(WORK ORDER) Please take the records that follow and repeat exactly the lines starting with the line with "let grammar = PermissionGrammar::default();" and going on through the line with "let rendered: Vec<String>".

(Saved data entries)
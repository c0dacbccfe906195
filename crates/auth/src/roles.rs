//! Roles and the role → grant table.

use std::borrow::Cow;
use std::collections::{HashMap, HashSet};

use serde::{Deserialize, Serialize};

use crate::{AuthResult, PermissionGrammar, PermissionGrant};

/// Role identifier.
///
/// Roles never appear in credentials; rotation flattens them into the
/// grants a principal holds at that moment.
#[derive(Debug, Clone, PartialEq, Eq, Hash, PartialOrd, Ord, Serialize, Deserialize)]
#[serde(transparent)]
pub struct Role(Cow<'static, str>);

impl Role {
    pub fn new(name: impl Into<Cow<'static, str>>) -> Self {
        Self(name.into())
    }

    pub fn as_str(&self) -> &str {
        &self.0
    }
}

impl core::fmt::Display for Role {
    fn fmt(&self, f: &mut core::fmt::Formatter<'_>) -> core::fmt::Result {
        f.write_str(&self.0)
    }
}

/// Grants attached to each role.
#[derive(Debug, Clone, Default, PartialEq, Eq)]
pub struct RoleTable {
    roles: HashMap<Role, Vec<PermissionGrant>>,
}

impl RoleTable {
    pub fn new() -> Self {
        Self::default()
    }

    /// Define (or redefine) a role.
    pub fn insert(&mut self, role: Role, grants: Vec<PermissionGrant>) {
        self.roles.insert(role, grants);
    }

    /// Define a role from permission strings.
    pub fn insert_parsed<I, S>(
        &mut self,
        grammar: &PermissionGrammar,
        role: Role,
        grants: I,
    ) -> AuthResult<()>
    where
        I: IntoIterator<Item = S>,
        S: AsRef<str>,
    {
        let grants = grants
            .into_iter()
            .map(|g| grammar.parse_grant(g.as_ref()))
            .collect::<AuthResult<Vec<_>>>()?;
        self.insert(role, grants);
        Ok(())
    }

    pub fn remove(&mut self, role: &Role) -> Option<Vec<PermissionGrant>> {
        self.roles.remove(role)
    }

    pub fn grants_of(&self, role: &Role) -> &[PermissionGrant] {
        self.roles.get(role).map(Vec::as_slice).unwrap_or(&[])
    }

    /// Union of the grants of `roles`, de-duplicated in first-seen order.
    /// Unknown roles contribute nothing.
    pub fn flatten<'a, I>(&self, roles: I) -> Vec<PermissionGrant>
    where
        I: IntoIterator<Item = &'a Role>,
    {
        let mut seen = HashSet::new();
        let mut out = Vec::new();
        for role in roles {
            for grant in self.grants_of(role) {
                if seen.insert(grant) {
                    out.push(grant.clone());
                }
            }
        }
        out
    }
}

#[cfg(test)]
mod tests {
    use super::*;

    fn table() -> RoleTable {
        let grammar = PermissionGrammar::default();
        let mut table = RoleTable::new();
        table
            .insert_parsed(&grammar, Role::new("admin"), ["{all}:{all}:{all}"])
            .unwrap();
        table
            .insert_parsed(&grammar, Role::new("viewer"), ["user:read:{all}"])
            .unwrap();
        table
            .insert_parsed(
                &grammar,
                Role::new("support"),
                ["user:read:{all}", "user:update:{all}"],
            )
            .unwrap();
        table
    }

    #[test]
    fn flatten_dedups_in_order() {
        let table = table();
        let grants = table.flatten(&[Role::new("viewer"), Role::new("support")]);
        let rendered: Vec<String> = grants.iter().map(ToString::to_string).collect();
        assert_eq!(rendered, vec!["user:read:{all}", "user:update:{all}"]);
    }

    #[test]
    fn unknown_roles_grant_nothing() {
        let table = table();
        assert!(table.flatten(&[Role::new("ghost")]).is_empty());
        assert!(table.grants_of(&Role::new("ghost")).is_empty());
    }

    #[test]
    fn insert_parsed_rejects_placeholders() {
        let mut table = RoleTable::new();
        let err = table
            .insert_parsed(
                &PermissionGrammar::default(),
                Role::new("self-service"),
                ["user:update:{userID}"],
            )
            .unwrap_err();
        assert!(err.is_caller_bug());
    }

    #[test]
    fn role_display() {
        assert_eq!(Role::new("admin").to_string(), "admin");
        let mut table = table();
        assert!(table.remove(&Role::new("admin")).is_some());
        assert!(table.grants_of(&Role::new("admin")).is_empty());
    }
}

(RESPONSE AREA)
        let grammar = PermissionGrammar::default();
        let mut table = RoleTable::new();
        table
            .insert_parsed(&grammar, Role::new("admin"), ["{all}:{all}:{all}"])
            .unwrap();
        table
            .insert_parsed(&grammar, Role::new("viewer"), ["user:read:{all}"])
            .unwrap();
        table
            .insert_parsed(
                &grammar,
                Role::new("support"),
                ["user:read:{all}", "user:update:{all}"],
            )
            .unwrap();
        table
    }

    #[test]
    fn flatten_dedups_in_order() {
        let table = table();
        let grants = table.flatten(&[Role::new("viewer"), Role::new("support")]);
        let rendered: Vec<String> = grants.iter().map(ToString::to_string).collect();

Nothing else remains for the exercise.